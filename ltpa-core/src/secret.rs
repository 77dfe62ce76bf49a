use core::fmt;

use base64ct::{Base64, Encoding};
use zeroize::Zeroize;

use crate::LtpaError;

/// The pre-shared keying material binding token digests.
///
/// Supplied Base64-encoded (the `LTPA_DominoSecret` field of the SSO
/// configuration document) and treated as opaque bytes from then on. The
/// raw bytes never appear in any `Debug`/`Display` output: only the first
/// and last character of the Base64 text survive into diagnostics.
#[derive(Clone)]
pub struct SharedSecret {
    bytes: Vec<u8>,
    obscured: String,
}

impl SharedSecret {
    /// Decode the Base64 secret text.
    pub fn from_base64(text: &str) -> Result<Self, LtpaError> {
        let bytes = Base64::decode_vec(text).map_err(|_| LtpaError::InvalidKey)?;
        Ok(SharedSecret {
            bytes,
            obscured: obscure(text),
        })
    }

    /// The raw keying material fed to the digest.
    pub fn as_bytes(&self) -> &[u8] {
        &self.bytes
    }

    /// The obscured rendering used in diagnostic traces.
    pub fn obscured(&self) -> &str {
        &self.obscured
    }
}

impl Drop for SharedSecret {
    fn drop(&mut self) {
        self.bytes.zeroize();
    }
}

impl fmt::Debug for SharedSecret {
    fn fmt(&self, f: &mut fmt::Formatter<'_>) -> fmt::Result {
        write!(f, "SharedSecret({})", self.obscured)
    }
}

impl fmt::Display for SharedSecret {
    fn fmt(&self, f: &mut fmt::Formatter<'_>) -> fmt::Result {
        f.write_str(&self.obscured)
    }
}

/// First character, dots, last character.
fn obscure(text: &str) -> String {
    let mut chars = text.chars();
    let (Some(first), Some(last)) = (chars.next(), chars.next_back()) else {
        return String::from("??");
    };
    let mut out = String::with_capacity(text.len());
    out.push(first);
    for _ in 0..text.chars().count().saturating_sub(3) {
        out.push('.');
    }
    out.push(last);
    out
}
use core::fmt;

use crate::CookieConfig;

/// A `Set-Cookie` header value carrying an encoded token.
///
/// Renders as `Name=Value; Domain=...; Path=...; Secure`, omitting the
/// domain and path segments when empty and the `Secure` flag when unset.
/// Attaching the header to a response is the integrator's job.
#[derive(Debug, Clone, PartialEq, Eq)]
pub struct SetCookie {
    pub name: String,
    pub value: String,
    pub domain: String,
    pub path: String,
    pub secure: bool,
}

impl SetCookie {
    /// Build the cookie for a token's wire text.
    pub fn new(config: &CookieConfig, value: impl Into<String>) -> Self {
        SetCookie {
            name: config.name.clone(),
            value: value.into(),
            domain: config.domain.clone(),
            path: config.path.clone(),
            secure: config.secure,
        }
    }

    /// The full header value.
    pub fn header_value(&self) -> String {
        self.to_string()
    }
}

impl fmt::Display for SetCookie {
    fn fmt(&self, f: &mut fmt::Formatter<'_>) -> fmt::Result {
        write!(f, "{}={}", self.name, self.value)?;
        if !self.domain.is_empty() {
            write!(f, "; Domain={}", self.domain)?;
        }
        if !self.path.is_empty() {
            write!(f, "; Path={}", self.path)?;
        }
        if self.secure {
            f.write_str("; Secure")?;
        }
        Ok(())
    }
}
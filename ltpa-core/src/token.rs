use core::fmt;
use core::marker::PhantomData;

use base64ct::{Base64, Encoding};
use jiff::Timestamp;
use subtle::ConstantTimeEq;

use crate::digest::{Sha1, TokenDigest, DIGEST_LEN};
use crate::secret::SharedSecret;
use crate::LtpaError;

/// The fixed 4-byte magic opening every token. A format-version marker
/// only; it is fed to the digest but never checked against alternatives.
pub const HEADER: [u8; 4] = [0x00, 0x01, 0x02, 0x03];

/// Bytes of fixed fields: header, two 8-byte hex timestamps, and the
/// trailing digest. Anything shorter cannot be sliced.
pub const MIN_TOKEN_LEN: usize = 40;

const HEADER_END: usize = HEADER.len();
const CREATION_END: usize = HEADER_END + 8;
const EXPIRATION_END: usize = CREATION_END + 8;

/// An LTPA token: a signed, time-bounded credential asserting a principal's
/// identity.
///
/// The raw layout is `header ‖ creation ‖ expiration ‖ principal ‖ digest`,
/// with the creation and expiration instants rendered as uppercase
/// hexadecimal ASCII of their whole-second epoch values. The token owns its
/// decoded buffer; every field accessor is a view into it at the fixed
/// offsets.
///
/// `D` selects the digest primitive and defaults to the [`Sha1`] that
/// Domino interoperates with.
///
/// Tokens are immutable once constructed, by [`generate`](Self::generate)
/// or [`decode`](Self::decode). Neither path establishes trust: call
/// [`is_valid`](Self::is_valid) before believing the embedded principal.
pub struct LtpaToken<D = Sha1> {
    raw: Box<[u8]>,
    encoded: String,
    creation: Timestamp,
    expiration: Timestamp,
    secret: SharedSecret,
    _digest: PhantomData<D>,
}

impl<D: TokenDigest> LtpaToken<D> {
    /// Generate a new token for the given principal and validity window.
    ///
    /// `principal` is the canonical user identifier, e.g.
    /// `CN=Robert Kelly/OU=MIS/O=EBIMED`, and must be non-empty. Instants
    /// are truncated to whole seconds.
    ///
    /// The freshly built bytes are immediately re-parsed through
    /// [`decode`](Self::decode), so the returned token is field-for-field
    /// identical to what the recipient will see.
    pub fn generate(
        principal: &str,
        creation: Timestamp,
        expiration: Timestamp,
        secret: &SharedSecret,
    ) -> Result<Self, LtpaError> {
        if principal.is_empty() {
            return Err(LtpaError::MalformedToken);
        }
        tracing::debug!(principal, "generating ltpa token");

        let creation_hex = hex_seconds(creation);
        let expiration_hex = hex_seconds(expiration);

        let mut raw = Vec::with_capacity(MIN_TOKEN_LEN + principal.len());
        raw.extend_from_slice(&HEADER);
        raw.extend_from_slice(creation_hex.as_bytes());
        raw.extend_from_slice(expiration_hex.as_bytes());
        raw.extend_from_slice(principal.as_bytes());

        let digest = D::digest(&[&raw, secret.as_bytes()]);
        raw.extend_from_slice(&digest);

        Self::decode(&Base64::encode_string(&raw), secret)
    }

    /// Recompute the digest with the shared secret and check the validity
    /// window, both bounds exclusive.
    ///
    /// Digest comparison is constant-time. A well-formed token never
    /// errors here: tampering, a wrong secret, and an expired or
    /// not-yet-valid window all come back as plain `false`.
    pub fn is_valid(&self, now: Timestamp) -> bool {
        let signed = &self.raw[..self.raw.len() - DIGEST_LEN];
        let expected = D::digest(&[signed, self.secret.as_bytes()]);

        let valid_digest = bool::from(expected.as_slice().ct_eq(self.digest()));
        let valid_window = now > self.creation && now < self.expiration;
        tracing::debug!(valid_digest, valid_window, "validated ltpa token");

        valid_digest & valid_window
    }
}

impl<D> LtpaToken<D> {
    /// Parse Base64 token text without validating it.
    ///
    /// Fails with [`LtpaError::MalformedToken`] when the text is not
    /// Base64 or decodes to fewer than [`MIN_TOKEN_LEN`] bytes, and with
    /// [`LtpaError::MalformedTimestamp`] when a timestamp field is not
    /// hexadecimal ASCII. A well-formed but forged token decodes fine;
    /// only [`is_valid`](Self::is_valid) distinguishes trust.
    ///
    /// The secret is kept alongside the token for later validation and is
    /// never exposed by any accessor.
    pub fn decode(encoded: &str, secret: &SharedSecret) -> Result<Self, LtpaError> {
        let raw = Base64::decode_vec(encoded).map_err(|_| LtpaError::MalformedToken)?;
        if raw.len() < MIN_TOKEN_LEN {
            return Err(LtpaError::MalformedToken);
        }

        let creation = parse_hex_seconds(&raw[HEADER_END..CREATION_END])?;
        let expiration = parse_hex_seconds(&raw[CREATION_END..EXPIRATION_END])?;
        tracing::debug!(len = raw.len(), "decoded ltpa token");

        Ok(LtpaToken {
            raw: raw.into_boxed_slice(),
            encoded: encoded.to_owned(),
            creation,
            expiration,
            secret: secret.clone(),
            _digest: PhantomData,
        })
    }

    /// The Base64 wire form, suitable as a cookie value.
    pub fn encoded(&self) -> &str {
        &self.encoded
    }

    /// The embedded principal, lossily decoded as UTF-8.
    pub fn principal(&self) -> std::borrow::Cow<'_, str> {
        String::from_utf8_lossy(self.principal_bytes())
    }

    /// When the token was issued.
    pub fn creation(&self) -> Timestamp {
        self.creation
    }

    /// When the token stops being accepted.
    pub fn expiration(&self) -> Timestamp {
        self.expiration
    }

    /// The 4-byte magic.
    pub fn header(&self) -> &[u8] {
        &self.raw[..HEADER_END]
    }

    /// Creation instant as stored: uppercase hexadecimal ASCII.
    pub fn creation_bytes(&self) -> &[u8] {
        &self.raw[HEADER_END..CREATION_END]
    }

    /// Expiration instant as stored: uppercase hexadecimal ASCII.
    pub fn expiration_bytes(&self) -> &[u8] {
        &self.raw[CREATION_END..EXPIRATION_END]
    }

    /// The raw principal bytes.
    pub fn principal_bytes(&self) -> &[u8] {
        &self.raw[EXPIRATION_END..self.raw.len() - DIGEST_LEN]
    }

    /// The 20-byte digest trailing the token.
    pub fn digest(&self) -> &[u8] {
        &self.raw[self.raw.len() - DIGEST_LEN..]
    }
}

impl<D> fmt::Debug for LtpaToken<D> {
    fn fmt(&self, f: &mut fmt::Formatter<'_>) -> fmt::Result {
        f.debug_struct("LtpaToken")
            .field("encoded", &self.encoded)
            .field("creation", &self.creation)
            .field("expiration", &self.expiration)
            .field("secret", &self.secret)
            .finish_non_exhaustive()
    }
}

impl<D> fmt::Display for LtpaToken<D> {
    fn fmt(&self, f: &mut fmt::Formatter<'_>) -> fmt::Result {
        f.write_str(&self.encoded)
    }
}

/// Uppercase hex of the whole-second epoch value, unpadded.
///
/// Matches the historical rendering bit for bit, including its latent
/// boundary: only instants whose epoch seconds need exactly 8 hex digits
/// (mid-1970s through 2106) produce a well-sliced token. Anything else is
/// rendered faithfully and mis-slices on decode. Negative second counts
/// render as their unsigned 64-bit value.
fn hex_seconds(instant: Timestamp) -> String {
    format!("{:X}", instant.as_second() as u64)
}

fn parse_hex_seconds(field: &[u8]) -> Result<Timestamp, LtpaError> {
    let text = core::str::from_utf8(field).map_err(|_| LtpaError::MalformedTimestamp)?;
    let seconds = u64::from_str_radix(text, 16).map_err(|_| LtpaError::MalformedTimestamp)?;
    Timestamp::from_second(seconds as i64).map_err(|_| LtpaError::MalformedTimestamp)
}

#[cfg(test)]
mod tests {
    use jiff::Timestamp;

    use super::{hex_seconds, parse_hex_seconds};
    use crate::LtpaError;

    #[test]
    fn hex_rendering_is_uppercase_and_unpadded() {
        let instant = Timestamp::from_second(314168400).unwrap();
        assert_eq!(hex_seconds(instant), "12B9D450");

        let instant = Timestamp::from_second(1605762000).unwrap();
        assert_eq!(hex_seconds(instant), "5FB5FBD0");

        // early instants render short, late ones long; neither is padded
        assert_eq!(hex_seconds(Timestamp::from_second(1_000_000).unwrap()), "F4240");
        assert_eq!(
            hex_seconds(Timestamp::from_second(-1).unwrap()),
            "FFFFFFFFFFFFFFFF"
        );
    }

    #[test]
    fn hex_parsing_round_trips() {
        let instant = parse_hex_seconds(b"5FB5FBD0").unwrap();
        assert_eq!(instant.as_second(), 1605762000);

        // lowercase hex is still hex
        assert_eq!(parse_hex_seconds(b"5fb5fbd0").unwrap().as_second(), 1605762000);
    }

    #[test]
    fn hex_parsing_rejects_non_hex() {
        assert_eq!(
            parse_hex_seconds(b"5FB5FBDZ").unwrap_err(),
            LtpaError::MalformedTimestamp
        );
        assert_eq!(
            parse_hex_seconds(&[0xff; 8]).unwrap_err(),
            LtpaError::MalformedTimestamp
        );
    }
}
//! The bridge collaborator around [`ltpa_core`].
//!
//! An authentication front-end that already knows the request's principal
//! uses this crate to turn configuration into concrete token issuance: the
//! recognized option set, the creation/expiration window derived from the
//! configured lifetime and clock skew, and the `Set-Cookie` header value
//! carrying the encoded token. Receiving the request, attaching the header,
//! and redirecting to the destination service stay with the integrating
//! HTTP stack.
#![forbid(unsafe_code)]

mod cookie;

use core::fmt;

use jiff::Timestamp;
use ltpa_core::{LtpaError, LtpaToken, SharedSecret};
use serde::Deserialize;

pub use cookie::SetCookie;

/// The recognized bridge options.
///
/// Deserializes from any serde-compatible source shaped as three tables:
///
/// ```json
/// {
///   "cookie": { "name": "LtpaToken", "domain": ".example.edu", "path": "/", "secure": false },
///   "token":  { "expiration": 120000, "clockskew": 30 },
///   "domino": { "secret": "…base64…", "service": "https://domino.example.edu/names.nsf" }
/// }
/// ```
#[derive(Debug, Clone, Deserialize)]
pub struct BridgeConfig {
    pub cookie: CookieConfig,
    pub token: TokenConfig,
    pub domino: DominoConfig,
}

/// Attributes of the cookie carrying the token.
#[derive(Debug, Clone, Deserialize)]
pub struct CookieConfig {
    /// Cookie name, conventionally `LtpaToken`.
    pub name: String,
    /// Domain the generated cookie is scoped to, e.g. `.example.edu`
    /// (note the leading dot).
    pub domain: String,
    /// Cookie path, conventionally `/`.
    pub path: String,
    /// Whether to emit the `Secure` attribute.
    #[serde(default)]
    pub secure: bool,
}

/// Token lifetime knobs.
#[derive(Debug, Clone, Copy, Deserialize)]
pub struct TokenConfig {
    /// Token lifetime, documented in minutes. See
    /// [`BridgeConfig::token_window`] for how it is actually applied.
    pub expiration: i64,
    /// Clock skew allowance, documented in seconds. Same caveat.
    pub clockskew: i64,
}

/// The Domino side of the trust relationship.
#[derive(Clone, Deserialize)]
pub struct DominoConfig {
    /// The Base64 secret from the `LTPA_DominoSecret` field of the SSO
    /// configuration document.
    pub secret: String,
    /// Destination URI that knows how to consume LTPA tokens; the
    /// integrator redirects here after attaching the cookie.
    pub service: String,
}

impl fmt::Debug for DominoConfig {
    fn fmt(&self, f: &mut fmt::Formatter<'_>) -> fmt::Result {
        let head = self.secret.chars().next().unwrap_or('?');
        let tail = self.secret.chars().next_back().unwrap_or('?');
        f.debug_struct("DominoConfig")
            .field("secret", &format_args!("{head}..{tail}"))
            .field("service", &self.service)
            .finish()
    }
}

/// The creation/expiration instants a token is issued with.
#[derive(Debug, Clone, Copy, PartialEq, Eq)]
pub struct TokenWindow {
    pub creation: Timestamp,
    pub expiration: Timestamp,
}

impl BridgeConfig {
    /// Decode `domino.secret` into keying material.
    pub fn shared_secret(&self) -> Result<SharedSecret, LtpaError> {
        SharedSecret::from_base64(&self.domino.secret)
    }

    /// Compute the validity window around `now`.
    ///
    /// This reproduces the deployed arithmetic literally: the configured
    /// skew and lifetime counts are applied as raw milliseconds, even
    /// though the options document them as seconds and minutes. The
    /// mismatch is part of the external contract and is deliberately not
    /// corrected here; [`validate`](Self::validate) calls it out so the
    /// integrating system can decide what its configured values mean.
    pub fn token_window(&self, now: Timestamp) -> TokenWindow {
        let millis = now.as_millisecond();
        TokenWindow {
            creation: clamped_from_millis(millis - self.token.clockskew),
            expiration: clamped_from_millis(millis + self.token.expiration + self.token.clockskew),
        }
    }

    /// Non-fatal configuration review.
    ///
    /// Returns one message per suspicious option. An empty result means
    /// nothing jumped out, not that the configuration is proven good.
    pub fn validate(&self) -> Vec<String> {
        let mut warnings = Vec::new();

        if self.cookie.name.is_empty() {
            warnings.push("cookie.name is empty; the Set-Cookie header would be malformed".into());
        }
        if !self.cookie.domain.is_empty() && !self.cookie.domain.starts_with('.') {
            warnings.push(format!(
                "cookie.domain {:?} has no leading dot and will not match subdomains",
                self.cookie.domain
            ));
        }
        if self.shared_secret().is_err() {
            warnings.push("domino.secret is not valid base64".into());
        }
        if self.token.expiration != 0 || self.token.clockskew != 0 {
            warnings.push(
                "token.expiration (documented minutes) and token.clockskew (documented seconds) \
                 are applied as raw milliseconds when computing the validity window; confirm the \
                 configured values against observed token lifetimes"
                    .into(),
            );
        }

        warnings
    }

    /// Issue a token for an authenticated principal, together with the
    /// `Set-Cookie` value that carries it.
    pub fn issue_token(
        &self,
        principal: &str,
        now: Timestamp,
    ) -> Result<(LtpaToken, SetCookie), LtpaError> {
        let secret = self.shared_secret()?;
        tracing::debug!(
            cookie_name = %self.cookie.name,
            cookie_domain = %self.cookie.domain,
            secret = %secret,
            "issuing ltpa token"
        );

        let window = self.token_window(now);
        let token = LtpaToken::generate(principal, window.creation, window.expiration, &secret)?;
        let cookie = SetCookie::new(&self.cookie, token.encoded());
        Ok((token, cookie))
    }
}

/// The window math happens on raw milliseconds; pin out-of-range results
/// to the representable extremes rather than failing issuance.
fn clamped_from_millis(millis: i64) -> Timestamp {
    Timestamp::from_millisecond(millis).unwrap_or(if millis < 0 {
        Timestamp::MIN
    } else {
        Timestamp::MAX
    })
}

# [What you have to do]
State how many lines in the records above contain the word "rendered". Write the number alone.

# [Exercise result]
2